Norg internals

This page describes the internals of Norg.jl and how it parses .norg files.

There are three main steps for turning Norg files into HTML (since it's the only supported target for now).

  1. Tokenizing (identifying the different chunks of code)
  2. Parsing (create an Abstract Syntax Tree, AST)
  3. Code generation (turning the AST into HTML)

Notes on using Julia's dispatch system

Earlier Norg.jl would rely on Julia's type system, but that made the code type-unstable. That's why I refactored it using a kind of enumeration to label each token and node of the AST. I did not invent anything here, it comes straight from JuliaSyntax.jl super cool ideas. See Norg.Kinds.

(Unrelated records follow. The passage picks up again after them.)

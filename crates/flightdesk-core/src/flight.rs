//! Flight domain model: search parameters, tool-facing flight records, the
//! segment-based REST records and the envelopes both are returned in.

use crate::error::{CoreError, Result};
use crate::JsonValue;
use chrono::NaiveDate;
use serde::{Deserialize, Serialize};

const DATE_FORMAT: &str = "%Y-%m-%d";

#[derive(Debug, Clone, Copy, PartialEq, Eq, Hash, Serialize, Deserialize, Default)]
#[serde(rename_all = "kebab-case")]
pub enum CabinClass {
    #[default]
    Economy,
    PremiumEconomy,
    Business,
    First,
}

impl CabinClass {
    pub const fn as_str(&self) -> &'static str {
        match self {
            CabinClass::Economy => "economy",
            CabinClass::PremiumEconomy => "premium-economy",
            CabinClass::Business => "business",
            CabinClass::First => "first",
        }
    }
}

impl std::fmt::Display for CabinClass {
    fn fmt(&self, f: &mut std::fmt::Formatter<'_>) -> std::fmt::Result {
        f.write_str(self.as_str())
    }
}

#[derive(Debug, Clone, Copy, PartialEq, Eq, Hash, Serialize, Deserialize, Default)]
#[serde(rename_all = "kebab-case")]
pub enum TripType {
    #[default]
    OneWay,
    RoundTrip,
    MultiCity,
}

#[derive(Debug, Clone, Copy, PartialEq, Eq, Serialize, Deserialize)]
#[serde(default)]
pub struct Passengers {
    pub adults: u32,
    pub children: u32,
    pub infants: u32,
}

impl Default for Passengers {
    fn default() -> Self {
        Self {
            adults: 1,
            children: 0,
            infants: 0,
        }
    }
}

impl Passengers {
    pub fn total(&self) -> u32 {
        self.adults + self.children + self.infants
    }
}

/// Structured flight search request.
///
/// Every field has a serde default so a partial body still deserializes;
/// [`SearchParams::missing_required`] and [`SearchParams::validate`] decide
/// whether it is usable.
#[derive(Debug, Clone, PartialEq, Eq, Serialize, Deserialize, Default)]
#[serde(rename_all = "camelCase", default)]
pub struct SearchParams {
    pub origin: String,
    pub destination: String,
    pub departure_date: String,
    #[serde(skip_serializing_if = "Option::is_none")]
    pub return_date: Option<String>,
    pub passengers: Passengers,
    pub class: CabinClass,
    pub trip_type: TripType,
}

impl SearchParams {
    pub fn new(
        origin: impl Into<String>,
        destination: impl Into<String>,
        departure_date: impl Into<String>,
    ) -> Self {
        Self {
            origin: origin.into(),
            destination: destination.into(),
            departure_date: departure_date.into(),
            ..Self::default()
        }
    }

    pub fn with_class(mut self, class: CabinClass) -> Self {
        self.class = class;
        self
    }

    pub fn with_return(mut self, return_date: impl Into<String>) -> Self {
        self.return_date = Some(return_date.into());
        self.trip_type = TripType::RoundTrip;
        self
    }

    /// Names of the required fields that are empty, in declaration order.
    pub fn missing_required(&self) -> Vec<&'static str> {
        let mut missing = Vec::new();
        if self.origin.trim().is_empty() {
            missing.push("origin");
        }
        if self.destination.trim().is_empty() {
            missing.push("destination");
        }
        if self.departure_date.trim().is_empty() {
            missing.push("departureDate");
        }
        missing
    }

    /// Full validation: required fields, date formats, passenger counts.
    pub fn validate(&self) -> Result<()> {
        let mut problems: Vec<String> = self
            .missing_required()
            .into_iter()
            .map(|field| format!("{field} is required"))
            .collect();

        let departure = if self.departure_date.trim().is_empty() {
            None
        } else {
            match NaiveDate::parse_from_str(&self.departure_date, DATE_FORMAT) {
                Ok(date) => Some(date),
                Err(_) => {
                    problems.push(format!(
                        "departureDate '{}' is not YYYY-MM-DD",
                        self.departure_date
                    ));
                    None
                }
            }
        };

        if let Some(ret) = &self.return_date {
            match NaiveDate::parse_from_str(ret, DATE_FORMAT) {
                Ok(ret_date) => {
                    if departure.is_some_and(|dep| ret_date < dep) {
                        problems.push("returnDate is before departureDate".to_string());
                    }
                }
                Err(_) => problems.push(format!("returnDate '{ret}' is not YYYY-MM-DD")),
            }
        }

        if self.passengers.adults < 1 {
            problems.push("at least one adult passenger is required".to_string());
        }

        if problems.is_empty() {
            Ok(())
        } else {
            Err(CoreError::Validation(problems))
        }
    }

    /// Copy with trimmed, upper-cased airport codes.
    pub fn normalized(&self) -> Self {
        Self {
            origin: self.origin.trim().to_uppercase(),
            destination: self.destination.trim().to_uppercase(),
            departure_date: self.departure_date.trim().to_string(),
            ..self.clone()
        }
    }
}

// Tool-facing flight records

#[derive(Debug, Clone, PartialEq, Serialize, Deserialize)]
pub struct AirlineInfo {
    pub code: String,
    pub name: String,
    #[serde(skip_serializing_if = "Option::is_none")]
    pub logo: Option<String>,
}

#[derive(Debug, Clone, PartialEq, Serialize, Deserialize)]
pub struct Aircraft {
    #[serde(rename = "type")]
    pub model: String,
    pub registration: String,
}

#[derive(Debug, Clone, PartialEq, Serialize, Deserialize)]
pub struct AirportRef {
    pub code: String,
    pub name: String,
    pub city: String,
    #[serde(skip_serializing_if = "Option::is_none")]
    pub terminal: Option<String>,
}

#[derive(Debug, Clone, PartialEq, Serialize, Deserialize)]
pub struct Route {
    pub origin: AirportRef,
    pub destination: AirportRef,
}

#[derive(Debug, Clone, PartialEq, Serialize, Deserialize)]
pub struct ScheduledTime {
    pub scheduled: String,
    pub estimated: String,
    pub gate: String,
}

#[derive(Debug, Clone, PartialEq, Serialize, Deserialize)]
pub struct Schedule {
    pub departure: ScheduledTime,
    pub arrival: ScheduledTime,
}

#[derive(Debug, Clone, PartialEq, Serialize, Deserialize)]
pub struct Fare {
    pub amount: u32,
    pub currency: String,
    pub class: CabinClass,
}

#[derive(Debug, Clone, Copy, PartialEq, Eq, Serialize, Deserialize)]
pub struct FlightDuration {
    /// Minutes.
    pub total: u32,
    pub stops: u32,
}

#[derive(Debug, Clone, Copy, PartialEq, Eq, Serialize, Deserialize)]
#[serde(rename_all = "camelCase")]
pub struct Amenities {
    pub wifi: bool,
    pub entertainment: bool,
    pub meals: bool,
    pub power_outlets: bool,
}

#[derive(Debug, Clone, Copy, PartialEq, Eq, Serialize, Deserialize)]
pub struct BookingClass {
    pub available: u32,
    pub total: u32,
}

/// Position report attached to records built from live tracking data.
#[derive(Debug, Clone, PartialEq, Serialize, Deserialize)]
#[serde(rename_all = "camelCase")]
pub struct LiveData {
    pub altitude: f64,
    pub speed: f64,
    pub latitude: Option<f64>,
    pub longitude: Option<f64>,
    pub heading: f64,
    pub vertical_rate: f64,
    pub status: String,
    pub last_update: String,
    pub real_time_source: String,
    pub data_age: String,
    #[serde(skip_serializing_if = "Option::is_none")]
    pub tracking_id: Option<String>,
}

#[derive(Debug, Clone, Copy, PartialEq, Eq, Serialize, Deserialize)]
pub enum DelayRisk {
    Low,
    High,
}

#[derive(Debug, Clone, PartialEq, Serialize, Deserialize)]
#[serde(rename_all = "camelCase")]
pub struct WeatherReport {
    pub condition: String,
    pub temperature: f64,
    pub wind_speed: f64,
    pub delay_risk: DelayRisk,
}

#[derive(Debug, Clone, PartialEq, Serialize, Deserialize)]
pub struct WeatherImpact {
    pub origin: WeatherReport,
    pub destination: WeatherReport,
}

#[derive(Debug, Clone, Copy, PartialEq, Eq, Serialize, Deserialize)]
pub struct PriceHistory {
    pub lowest: u32,
    pub highest: u32,
    pub average: u32,
}

#[derive(Debug, Clone, Copy, PartialEq, Eq, Serialize, Deserialize)]
#[serde(rename_all = "camelCase")]
pub struct HistoricalData {
    /// Percent.
    pub on_time_performance: u32,
    /// Minutes.
    pub average_delay: u32,
    /// Percent.
    pub cancellation_rate: u32,
    pub popularity_score: u32,
    pub price_history: PriceHistory,
}

/// A flight as returned by the search tools.
#[derive(Debug, Clone, PartialEq, Serialize, Deserialize)]
#[serde(rename_all = "camelCase")]
pub struct FlightRecord {
    pub id: String,
    pub airline: AirlineInfo,
    pub flight_number: String,
    pub aircraft: Aircraft,
    pub route: Route,
    pub schedule: Schedule,
    pub price: Fare,
    pub duration: FlightDuration,
    pub amenities: Amenities,
    #[serde(skip_serializing_if = "Option::is_none")]
    pub booking_class: Option<BookingClass>,
    #[serde(skip_serializing_if = "Option::is_none")]
    pub live_data: Option<LiveData>,
    #[serde(skip_serializing_if = "Option::is_none")]
    pub weather_impact: Option<WeatherImpact>,
    #[serde(skip_serializing_if = "Option::is_none")]
    pub historical_data: Option<HistoricalData>,
}

/// Lowest and highest fare, `None` for an empty list.
pub fn price_range(records: &[FlightRecord]) -> Option<(u32, u32)> {
    let min = records.iter().map(|r| r.price.amount).min()?;
    let max = records.iter().map(|r| r.price.amount).max()?;
    Some((min, max))
}

/// Envelope produced by a flight provider.
#[derive(Debug, Clone, PartialEq, Serialize, Deserialize)]
#[serde(rename_all = "camelCase")]
pub struct FlightSearchResult {
    pub search_id: String,
    pub flights: Vec<FlightRecord>,
    pub total_results: usize,
    pub search_params: SearchParams,
    pub provider: String,
    pub timestamp: String,
    pub metadata: JsonValue,
}

impl FlightSearchResult {
    /// Replaces the flight list, keeping `totalResults` in step.
    pub fn set_flights(&mut self, flights: Vec<FlightRecord>) {
        self.total_results = flights.len();
        self.flights = flights;
    }
}

// REST search records

#[derive(Debug, Clone, PartialEq, Serialize, Deserialize)]
pub struct Airport {
    pub code: String,
    pub name: String,
    pub city: String,
    pub country: String,
}

#[derive(Debug, Clone, PartialEq, Serialize, Deserialize)]
pub struct SegmentEndpoint {
    pub airport: Airport,
    /// RFC 3339.
    pub time: String,
    #[serde(skip_serializing_if = "Option::is_none")]
    pub terminal: Option<String>,
    #[serde(skip_serializing_if = "Option::is_none")]
    pub gate: Option<String>,
}

#[derive(Debug, Clone, PartialEq, Serialize, Deserialize)]
#[serde(rename_all = "camelCase")]
pub struct FlightSegment {
    pub id: String,
    pub airline: AirlineInfo,
    pub flight_number: String,
    pub departure: SegmentEndpoint,
    pub arrival: SegmentEndpoint,
    /// Minutes.
    pub duration: u32,
    #[serde(skip_serializing_if = "Option::is_none")]
    pub aircraft: Option<String>,
}

#[derive(Debug, Clone, Copy, PartialEq, Eq, Serialize, Deserialize)]
#[serde(rename_all = "camelCase")]
pub struct PriceBreakdown {
    pub base_fare: u32,
    pub taxes: u32,
    pub fees: u32,
}

#[derive(Debug, Clone, PartialEq, Serialize, Deserialize)]
pub struct Price {
    pub amount: u32,
    pub currency: String,
    #[serde(skip_serializing_if = "Option::is_none")]
    pub breakdown: Option<PriceBreakdown>,
}

#[derive(Debug, Clone, PartialEq, Serialize, Deserialize)]
pub struct Baggage {
    pub carry: String,
    pub checked: String,
}

#[derive(Debug, Clone, PartialEq, Serialize, Deserialize)]
#[serde(rename_all = "camelCase")]
pub struct Flight {
    pub id: String,
    pub segments: Vec<FlightSegment>,
    pub price: Price,
    pub class: CabinClass,
    pub available_seats: u32,
    /// Minutes.
    pub total_duration: u32,
    pub stops: u32,
    #[serde(skip_serializing_if = "Option::is_none")]
    pub baggage: Option<Baggage>,
}

#[derive(Debug, Clone, PartialEq, Serialize, Deserialize)]
#[serde(rename_all = "camelCase")]
pub struct FlightSearchResponse {
    pub flights: Vec<Flight>,
    pub search_id: String,
    pub total_results: usize,
    pub search_params: SearchParams,
}

impl FlightSearchResponse {
    /// Builds a response with flights sorted by ascending price.
    pub fn sorted(mut flights: Vec<Flight>, search_id: String, search_params: SearchParams) -> Self {
        flights.sort_by_key(|f| f.price.amount);
        Self {
            total_results: flights.len(),
            flights,
            search_id,
            search_params,
        }
    }
}

/// Where a result's data came from.
#[derive(Debug, Clone, Copy, PartialEq, Eq, Hash, Serialize, Deserialize)]
#[serde(rename_all = "lowercase")]
pub enum DataSource {
    /// Upstream public API answered.
    Live,
    /// Upstream failed; synthetic data was substituted.
    Fallback,
    /// No upstream involved.
    Synthetic,
}

/// Data tagged with its provenance. A fallback carries the upstream error.
#[derive(Debug, Clone, PartialEq, Serialize, Deserialize)]
pub struct Sourced<T> {
    pub data: T,
    pub source: DataSource,
    #[serde(skip_serializing_if = "Option::is_none")]
    pub error: Option<String>,
}

impl<T> Sourced<T> {
    pub fn live(data: T) -> Self {
        Self {
            data,
            source: DataSource::Live,
            error: None,
        }
    }

    pub fn synthetic(data: T) -> Self {
        Self {
            data,
            source: DataSource::Synthetic,
            error: None,
        }
    }

    pub fn fallback(data: T, error: impl Into<String>) -> Self {
        Self {
            data,
            source: DataSource::Fallback,
            error: Some(error.into()),
        }
    }

    pub fn is_fallback(&self) -> bool {
        self.source == DataSource::Fallback
    }

    pub fn map<U>(self, f: impl FnOnce(T) -> U) -> Sourced<U> {
        Sourced {
            data: f(self.data),
            source: self.source,
            error: self.error,
        }
    }
}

That does not mean that the native type system is not used. Rather, there are some dispatch functions that are basically big if statements that dispatch a given Norg.Kinds.Kind towards what's called a strategy in Norg.jl. Then the native dispatch system can take the hand and dispatch towards the right method. This allows making the code type-stable for the compiler and improves greatly performances.

Tokenization

The first step for parsing Norg documents is transforming the input string into a more friendly array of token. A Norg.Tokens.Token labels a chunk of text according to the significance the parser could give it. For example there are token kinds for line endings, words, whitespaces, the * character... Note that a token can span several characters. This is the case for words, but also for whitespaces.

Parsing

The second step consist in turning the array of tokens into an Abstract Syntax Tree (AST). To do so, Norg.jl relies on two functions: Norg.Match.match_norg and Norg.Parser.parse_norg. The role of the former is to match a sequence of tokens to a parsing strategy, while the latter does the actual parsing. For example, while parsing a paragraph, if Norg.Match.match_norg encounters two tokens of kind LineEnding, then it returns a closing match of kind Paragraph. It is then up to parse_norg to properly close the current paragraph.

Code generation

The third and last step consist in generating code output from the AST. Norg.jl defines several code generation targets in the Norg.Codegen module. Code generation is fairly simple, as it simply walks the AST and turn each node into the correct output node. For example, a level one heading would be turned into an HTML <h1> node when generating code for the HTMLTarget target.